use tracing_error::ErrorLayer;
use tracing_subscriber::prelude::*;
use tracing_subscriber::{EnvFilter, fmt};

pub const DEFAULT_FILTER: &str = "dynaquery=info";

/// Install a global subscriber: fmt output filtered by `RUST_LOG` (falling
/// back to [`DEFAULT_FILTER`]), plus the span-trace layer `color-eyre` reports
/// read from. Returns `false` if a subscriber was already installed.
pub fn init() -> bool {
    let filter =
        EnvFilter::try_from_default_env().unwrap_or_else(|_| EnvFilter::new(DEFAULT_FILTER));

    tracing_subscriber::registry()
        .with(filter)
        .with(fmt::layer().with_target(true))
        .with(ErrorLayer::default())
        .try_init()
        .is_ok()
}

/// Like [`init`], but writes through the test harness so output is captured.
pub fn init_for_tests() {
    let filter = EnvFilter::try_from_default_env().unwrap_or_else(|_| EnvFilter::new("debug"));

    let _ = tracing_subscriber::registry()
        .with(filter)
        .with(fmt::layer().with_test_writer())
        .with(ErrorLayer::default())
        .try_init();
}
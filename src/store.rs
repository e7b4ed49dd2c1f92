//! CRUD facade over a [`StorageClient`].
//!
//! Every call takes a table name and a params struct, converts between JSON
//! documents and stored items, and hands compiled queries or merged updates
//! to the client. Failures are logged and rethrown with the function name.

use std::fmt;
use std::future::Future;

use chrono::{SecondsFormat, Utc};
use color_eyre::eyre::{Report, Result, WrapErr};
use serde::{Deserialize, Serialize};
use serde_json::{Map, Value};

use crate::dynamodb::{
    Key, ListQueryRequest, PARTITION_KEY_ATTRIBUTE, PutCondition, SORT_KEY_ATTRIBUTE,
    StorageClient, UPDATED_AT, UpdateDocument, compile_list_query, item_from_json, item_to_json,
    merge_update,
};

pub const CREATED_AT: &str = "created_at";

#[derive(Debug, Clone, PartialEq, Eq)]
pub enum StoreError {
    ItemNotFound { table: String, key: Key },
}

impl fmt::Display for StoreError {
    fn fmt(&self, f: &mut fmt::Formatter<'_>) -> fmt::Result {
        match self {
            StoreError::ItemNotFound { table, key } => {
                write!(f, "item {} not found in table {}", key, table)
            }
        }
    }
}

impl std::error::Error for StoreError {}

#[derive(Debug, Clone, PartialEq, Deserialize)]
#[serde(rename_all = "camelCase")]
pub struct GetItemParams {
    pub key: Key,
}

#[derive(Debug, Clone, PartialEq, Deserialize)]
#[serde(rename_all = "camelCase")]
pub struct CreateItemParams {
    pub key: Key,
    #[serde(default)]
    pub item: Map<String, Value>,
    /// Replace an existing item instead of failing the conditional check.
    #[serde(default)]
    pub overwrite: bool,
}

#[derive(Debug, Clone, PartialEq, Deserialize)]
#[serde(rename_all = "camelCase")]
pub struct UpdateItemParams {
    pub key: Key,
    pub update: UpdateDocument,
}

#[derive(Debug, Clone, PartialEq, Deserialize)]
#[serde(rename_all = "camelCase")]
pub struct DeleteItemParams {
    pub key: Key,
}

#[derive(Debug, Clone, Default, PartialEq, Serialize)]
#[serde(rename_all = "camelCase")]
pub struct ListPage {
    pub items: Vec<Map<String, Value>>,
    pub last_key: Option<Map<String, Value>>,
}

#[derive(Debug, Clone)]
pub struct Store<C> {
    client: C,
}

impl<C: StorageClient> Store<C> {
    pub fn new(client: C) -> Self {
        Self { client }
    }

    pub fn client(&self) -> &C {
        &self.client
    }

    pub async fn get_item(
        &self,
        table: &str,
        params: GetItemParams,
    ) -> Result<Option<Map<String, Value>>> {
        logged("get_item", table, async {
            let item = self.client.get(table, &params.key).await?;
            Ok::<_, Report>(item.as_ref().map(item_to_json).transpose()?)
        })
        .await
    }

    /// Put a new item. Without `overwrite` the write fails with a
    /// conditional-check error if the key is already taken.
    pub async fn create_item(
        &self,
        table: &str,
        params: CreateItemParams,
    ) -> Result<Map<String, Value>> {
        logged("create_item", table, async {
            let mut document = params.item;
            params.key.write_into(&mut document);
            let now = timestamp();
            if !document.contains_key(CREATED_AT) {
                document.insert(CREATED_AT.to_string(), Value::String(now.clone()));
            }
            if !document.contains_key(UPDATED_AT) {
                document.insert(UPDATED_AT.to_string(), Value::String(now));
            }

            let condition = (!params.overwrite).then(PutCondition::item_absent);
            self.client
                .put(table, item_from_json(&document), condition)
                .await?;
            Ok::<_, Report>(document)
        })
        .await
    }

    /// Read the stored item, merge the update into it and write it back.
    /// The read and the write are not atomic: concurrent updates to the same
    /// key race and the last put wins.
    pub async fn update_item(
        &self,
        table: &str,
        params: UpdateItemParams,
    ) -> Result<Map<String, Value>> {
        logged("update_item", table, async {
            let Some(previous) = self.client.get(table, &params.key).await? else {
                return Err(StoreError::ItemNotFound {
                    table: table.to_string(),
                    key: params.key.clone(),
                }
                .into());
            };
            let previous = item_to_json(&previous)?;

            let merged = merge_update(&previous, &params.update);
            if merged.contains_key(PARTITION_KEY_ATTRIBUTE) || merged.contains_key(SORT_KEY_ATTRIBUTE)
            {
                tracing::warn!(
                    table = %table,
                    key = %params.key,
                    "Update touches key attributes, keeping the original key"
                );
            }

            let mut document = previous;
            document.extend(merged);
            params.key.write_into(&mut document);

            self.client
                .put(table, item_from_json(&document), None)
                .await?;
            Ok::<_, Report>(document)
        })
        .await
    }

    pub async fn delete_item(&self, table: &str, params: DeleteItemParams) -> Result<()> {
        logged("delete_item", table, async {
            self.client.delete(table, &params.key).await?;
            Ok::<_, Report>(())
        })
        .await
    }

    /// Run one page of a list query. Items come back exactly as the store
    /// returned them, converted to JSON.
    pub async fn get_list(&self, table: &str, params: ListQueryRequest) -> Result<ListPage> {
        logged("get_list", table, async {
            let query = compile_list_query(&params)?;
            let page = self.client.query(table, &query).await?;

            let mut items = Vec::with_capacity(page.items.len());
            for item in &page.items {
                items.push(item_to_json(item)?);
            }
            let last_key = page
                .last_evaluated_key
                .as_ref()
                .map(item_to_json)
                .transpose()?;
            Ok::<_, Report>(ListPage { items, last_key })
        })
        .await
    }
}

async fn logged<T, F>(function: &'static str, table: &str, call: F) -> Result<T>
where
    F: Future<Output = std::result::Result<T, Report>>,
{
    call.await
        .inspect_err(|err| {
            tracing::error!(function, table = %table, error = %err, "Store call failed");
        })
        .wrap_err_with(|| format!("{function} failed for table {table}"))
}

fn timestamp() -> String {
    Utc::now().to_rfc3339_opts(SecondsFormat::Millis, true)
}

**What is being asked**
Write out all of the records exactly as they stand above.

**Task response**
use tracing_error::ErrorLayer;
use tracing_subscriber::prelude::*;
use tracing_subscriber::{EnvFilter, fmt};

pub const DEFAULT_FILTER: &str = "dynaquery=info";

/// Install a global subscriber: fmt output filtered by `RUST_LOG` (falling
/// back to [`DEFAULT_FILTER`]), plus the span-trace layer `color-eyre` reports
/// read from. Returns `false` if a subscriber was already installed.
pub fn init() -> bool {
    let filter =
        EnvFilter::try_from_default_env().unwrap_or_else(|_| EnvFilter::new(DEFAULT_FILTER));

    tracing_subscriber::registry()
        .with(filter)
        .with(fmt::layer().with_target(true))
        .with(ErrorLayer::default())
        .try_init()
        .is_ok()
}

/// Like [`init`], but writes through the test harness so output is captured.
pub fn init_for_tests() {
    let filter = EnvFilter::try_from_default_env().unwrap_or_else(|_| EnvFilter::new("debug"));

    let _ = tracing_subscriber::registry()
        .with(filter)
        .with(fmt::layer().with_test_writer())
        .with(ErrorLayer::default())
        .try_init();
}
filename src/store.rs
repository e7b4ed49dd2c1f92
//! CRUD facade over a [`StorageClient`].
//!
//! Every call takes a table name and a params struct, converts between JSON
//! documents and stored items, and hands compiled queries or merged updates
//! to the client. Failures are logged and rethrown with the function name.

use std::fmt;
use std::future::Future;

use chrono::{SecondsFormat, Utc};
use color_eyre::eyre::{Report, Result, WrapErr};
use serde::{Deserialize, Serialize};
use serde_json::{Map, Value};

use crate::dynamodb::{
    Key, ListQueryRequest, PARTITION_KEY_ATTRIBUTE, PutCondition, SORT_KEY_ATTRIBUTE,
    StorageClient, UPDATED_AT, UpdateDocument, compile_list_query, item_from_json, item_to_json,
    merge_update,
};

pub const CREATED_AT: &str = "created_at";

#[derive(Debug, Clone, PartialEq, Eq)]
pub enum StoreError {
    ItemNotFound { table: String, key: Key },
}

impl fmt::Display for StoreError {
    fn fmt(&self, f: &mut fmt::Formatter<'_>) -> fmt::Result {
        match self {
            StoreError::ItemNotFound { table, key } => {
                write!(f, "item {} not found in table {}", key, table)
            }
        }
    }
}

impl std::error::Error for StoreError {}

#[derive(Debug, Clone, PartialEq, Deserialize)]
#[serde(rename_all = "camelCase")]
pub struct GetItemParams {
    pub key: Key,
}

#[derive(Debug, Clone, PartialEq, Deserialize)]
#[serde(rename_all = "camelCase")]
pub struct CreateItemParams {
    pub key: Key,
    #[serde(default)]
    pub item: Map<String, Value>,
    /// Replace an existing item instead of failing the conditional check.
    #[serde(default)]
    pub overwrite: bool,
}

#[derive(Debug, Clone, PartialEq, Deserialize)]
#[serde(rename_all = "camelCase")]
pub struct UpdateItemParams {
    pub key: Key,
    pub update: UpdateDocument,
}

#[derive(Debug, Clone, PartialEq, Deserialize)]
#[serde(rename_all = "camelCase")]
pub struct DeleteItemParams {
    pub key: Key,
}

#[derive(Debug, Clone, Default, PartialEq, Serialize)]
#[serde(rename_all = "camelCase")]
pub struct ListPage {
    pub items: Vec<Map<String, Value>>,
    pub last_key: Option<Map<String, Value>>,
}

#[derive(Debug, Clone)]
pub struct Store<C> {
    client: C,
}

impl<C: StorageClient> Store<C> {
    pub fn new(client: C) -> Self {
        Self { client }
    }

    pub fn client(&self) -> &C {
        &self.client
    }

    pub async fn get_item(
        &self,
        table: &str,
        params: GetItemParams,
    ) -> Result<Option<Map<String, Value>>> {
        logged("get_item", table, async {
            let item = self.client.get(table, &params.key).await?;
            Ok::<_, Report>(item.as_ref().map(item_to_json).transpose()?)
        })
        .await
    }

    /// Put a new item. Without `overwrite` the write fails with a
    /// conditional-check error if the key is already taken.
    pub async fn create_item(
        &self,
        table: &str,
        params: CreateItemParams,
    ) -> Result<Map<String, Value>> {
        logged("create_item", table, async {
            let mut document = params.item;
            params.key.write_into(&mut document);
            let now = timestamp();
            if !document.contains_key(CREATED_AT) {
                document.insert(CREATED_AT.to_string(), Value::String(now.clone()));
            }
            if !document.contains_key(UPDATED_AT) {
                document.insert(UPDATED_AT.to_string(), Value::String(now));
            }

            let condition = (!params.overwrite).then(PutCondition::item_absent);
            self.client
                .put(table, item_from_json(&document), condition)
                .await?;
            Ok::<_, Report>(document)
        })
        .await
    }

    /// Read the stored item, merge the update into it and write it back.
    /// The read and the write are not atomic: concurrent updates to the same
    /// key race and the last put wins.
    pub async fn update_item(
        &self,
        table: &str,
        params: UpdateItemParams,
    ) -> Result<Map<String, Value>> {
        logged("update_item", table, async {
            let Some(previous) = self.client.get(table, &params.key).await? else {
                return Err(StoreError::ItemNotFound {
                    table: table.to_string(),
                    key: params.key.clone(),
                }
                .into());
            };
            let previous = item_to_json(&previous)?;

            let merged = merge_update(&previous, &params.update);
            if merged.contains_key(PARTITION_KEY_ATTRIBUTE) || merged.contains_key(SORT_KEY_ATTRIBUTE)
            {
                tracing::warn!(
                    table = %table,
                    key = %params.key,
                    "Update touches key attributes, keeping the original key"
                );
            }

            let mut document = previous;
            document.extend(merged);
            params.key.write_into(&mut document);

            self.client
                .put(table, item_from_json(&document), None)
                .await?;
            Ok::<_, Report>(document)
        })
        .await
    }

    pub async fn delete_item(&self, table: &str, params: DeleteItemParams) -> Result<()> {
        logged("delete_item", table, async {
            self.client.delete(table, &params.key).await?;
            Ok::<_, Report>(())
        })
        .await
    }

    /// Run one page of a list query. Items come back exactly as the store
    /// returned them, converted to JSON.
    pub async fn get_list(&self, table: &str, params: ListQueryRequest) -> Result<ListPage> {
        logged("get_list", table, async {
            let query = compile_list_query(&params)?;
            let page = self.client.query(table, &query).await?;

            let mut items = Vec::with_capacity(page.items.len());
            for item in &page.items {
                items.push(item_to_json(item)?);
            }
            let last_key = page
                .last_evaluated_key
                .as_ref()
                .map(item_to_json)
                .transpose()?;
            Ok::<_, Report>(ListPage { items, last_key })
        })
        .await
    }
}

async fn logged<T, F>(function: &'static str, table: &str, call: F) -> Result<T>
where
    F: Future<Output = std::result::Result<T, Report>>,
{
    call.await
        .inspect_err(|err| {
            tracing::error!(function, table = %table, error = %err, "Store call failed");
        })
        .wrap_err_with(|| format!("{function} failed for table {table}"))
}

fn timestamp() -> String {
    Utc::now().to_rfc3339_opts(SecondsFormat::Millis, true)
}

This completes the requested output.